L'humidité : le matériel s'en moque, l'implantation compte
Une borne résidentielle affiche des indices d'étanchéité qui la rendent apte à vivre dehors sous la pluie : l'humidité d'une cave ne la menace pas. Les précautions relèvent du bon sens d'implantation : éviter le mur qui suinte franchement, monter la borne à hauteur habituelle et non au ras du sol dans un local sujet aux remontées, et vérifier que le point de fixation ne se situe pas sous une évacuation ou une canalisation susceptible de fuir.
Dans une cave voûtée ancienne, la fixation demande la même attention que sur tout mur en pierre : ancrage dans la pierre, pas dans le joint, ou borne sur pied si le bâti est fragile. L'électricité, elle, se moque du charme des lieux : c'est la terre et le tableau qui décident.
La ventilation : encore une fois, pas de sujet
Répétons-le puisque la question revient sans cesse : recharger une voiture électrique ne dégage pas de gaz et n'exige aucune ventilation particulière, contrairement aux batteries au plomb des chariots élévateurs qui ont créé cette croyance. Notre guide sur la borne en box fermé développe le point.
Les exigences de ventilation que vous croiserez concernent les parcs de stationnement couverts collectifs : elles préexistent aux bornes, relèvent de la réglementation des bâtiments et s'appliquent au local, pas à la recharge. Dans un sous-sol de maison individuelle, la question ne se pose pas.

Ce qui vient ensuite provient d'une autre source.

//! Core data models for Dessert Cookbook
//!
//! This module contains the domain records shared by the recipe pipeline,
//! the bookmark store and the CLI, plus the TheMealDB client and the
//! ingredient decoder that feeds it.

pub mod ingredients;
pub mod mealdb;

pub use ingredients::{
    count_families, decode_ingredients, decode_ingredients_with, fields_from_json, FieldMap,
    KeyOrder,
};
pub use mealdb::{BadRecipeReason, MealDbClient, RecipeError};

use serde::{Deserialize, Serialize};
use uuid::Uuid;

/// A dessert recipe
///
/// Basic records come from the dessert list and only carry the id, name and
/// image URL. The remaining fields are filled in once by [`Dessert::with_details`]
/// after a detail fetch.
#[derive(Debug, Clone, PartialEq, Eq, Hash, Serialize, Deserialize)]
#[serde(rename_all = "camelCase")]
pub struct Dessert {
    /// Identifier assigned by TheMealDB
    pub id: String,
    /// Display name
    pub name: String,
    /// Cuisine the dessert comes from, if known
    #[serde(default)]
    pub origin: Option<String>,
    /// Freeform preparation instructions, if known
    #[serde(default)]
    pub instructions: Option<String>,
    /// Ordered ingredient list
    #[serde(default)]
    pub ingredients: Vec<Ingredient>,
    /// Source URL of the dessert's thumbnail
    pub image_url: String,
}

/// Detail fields fetched separately from the dessert list
#[derive(Debug, Clone, Default, PartialEq, Eq)]
pub struct RecipeDetails {
    pub origin: Option<String>,
    pub instructions: Option<String>,
    pub ingredients: Vec<Ingredient>,
}

impl Dessert {
    /// Creates a basic dessert record without details
    pub fn new(id: impl Into<String>, name: impl Into<String>, image_url: impl Into<String>) -> Self {
        Self {
            id: id.into(),
            name: name.into(),
            origin: None,
            instructions: None,
            ingredients: Vec::new(),
            image_url: image_url.into(),
        }
    }

    /// Returns a copy of this dessert enriched with the given details
    pub fn with_details(mut self, details: RecipeDetails) -> Self {
        self.origin = details.origin;
        self.instructions = details.instructions;
        self.ingredients = details.ingredients;
        self
    }

    /// A record is only usable when both its id and name are present
    pub fn is_valid(&self) -> bool {
        !self.id.is_empty() && !self.name.is_empty()
    }
}

/// A single ingredient line of a recipe
#[derive(Debug, Clone, PartialEq, Eq, Hash, Serialize, Deserialize)]
pub struct Ingredient {
    /// Generated per decode; not stable across fetches
    pub id: Uuid,
    pub name: String,
    pub measurement: String,
}

impl Ingredient {
    pub fn new(name: impl Into<String>, measurement: impl Into<String>) -> Self {
        Self {
            id: Uuid::new_v4(),
            name: name.into(),
            measurement: measurement.into(),
        }
    }
}

#[cfg(test)]
mod tests {
    use super::*;

    #[test]
    fn test_dessert_creation() {
        let dessert = Dessert::new("53049", "Apam Balik", "https://example.com/apam.jpg");

        assert_eq!(dessert.id, "53049");
        assert_eq!(dessert.name, "Apam Balik");
        assert!(dessert.origin.is_none());
        assert!(dessert.instructions.is_none());
        assert!(dessert.ingredients.is_empty());
        assert!(dessert.is_valid());
    }

    #[test]
    fn test_dessert_with_empty_fields_is_invalid() {
        assert!(!Dessert::new("", "Apam Balik", "").is_valid());
        assert!(!Dessert::new("53049", "", "").is_valid());
    }

    #[test]
    fn test_with_details_fills_in_detail_fields() {
        let dessert = Dessert::new("52893", "Apple & Blackberry Crumble", "");
        let details = RecipeDetails {
            origin: Some("British".to_string()),
            instructions: Some("Heat oven to 190C.".to_string()),
            ingredients: vec![Ingredient::new("Plain Flour", "120g")],
        };

        let enriched = dessert.clone().with_details(details);

        assert_eq!(enriched.id, dessert.id);
        assert_eq!(enriched.name, dessert.name);
        assert_eq!(enriched.origin.as_deref(), Some("British"));
        assert_eq!(enriched.instructions.as_deref(), Some("Heat oven to 190C."));
        assert_eq!(enriched.ingredients.len(), 1);
        assert_eq!(enriched.ingredients[0].name, "Plain Flour");
    }

    #[test]
    fn test_ingredients_get_distinct_ids() {
        let a = Ingredient::new("Sugar", "1 cup");
        let b = Ingredient::new("Sugar", "1 cup");
        assert_ne!(a.id, b.id);
    }

    #[test]
    fn test_dessert_deserializes_without_optional_fields() {
        let json = r#"{"id":"53049","name":"Apam Balik","imageUrl":"https://example.com/a.jpg"}"#;

        let dessert: Dessert = serde_json::from_str(json).expect("Failed to deserialize Dessert");

        assert_eq!(dessert.id, "53049");
        assert_eq!(dessert.image_url, "https://example.com/a.jpg");
        assert!(dessert.origin.is_none());
        assert!(dessert.ingredients.is_empty());
    }

    #[test]
    fn test_dessert_serialization_roundtrip() {
        let dessert = Dessert::new("53049", "Apam Balik", "https://example.com/a.jpg").with_details(
            RecipeDetails {
                origin: Some("Malaysian".to_string()),
                instructions: None,
                ingredients: vec![Ingredient::new("Milk", "200ml"), Ingredient::new("Eggs", "2")],
            },
        );

        let json = serde_json::to_string(&dessert).expect("Failed to serialize Dessert");
        let deserialized: Dessert = serde_json::from_str(&json).expect("Failed to deserialize Dessert");

        assert_eq!(deserialized, dessert);
    }
}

Parking couvert collectif : les prescriptions à connaître
- En parc de stationnement couvert collectif, l'installation de points de charge s'inscrit dans un cadre réglementaire précis, notre guide de la sécurité en parking couvert le détaille.
- Les prescriptions portent sur le matériel, les protections, la coupure d'urgence, la signalisation et parfois la localisation des places équipées.
- Une déclaration ou une information de la commission de sécurité peut être requise selon la nature et la taille du parc.
- Ces contraintes sont parfaitement gérables : elles font partie du travail d'un installateur certifié IRVE, qui les intègre à l'étude sans que vous ayez à les décoder.
- En maison individuelle, aucun de ces points ne s'applique : c'est le régime du logement ordinaire.
Les deux vrais sujets pratiques
Le réseau d'abord : le sous-sol est le pire endroit de la maison pour le wifi, et une borne hors ligne perd son pilotage et ses mises à jour. La solution est simple si on y pense au bon moment : un câble Ethernet posé dans la même gaine que l'alimentation, comme l'explique notre guide de la connectivité. Après coup, le CPL fonctionne souvent bien en sous-sol, la distance électrique restant courte.
L'éclairage ensuite, trivial mais décisif : brancher un câble dans un sous-sol mal éclairé lasse en trois semaines. Un détecteur de mouvement et un point lumineux au-dessus de la borne coûtent quelques dizaines d'euros pendant le chantier et transforment le geste quotidien. C'est le genre de détail que la visite technique permet d'anticiper, et que le diagnostic en ligne commence à cartographier.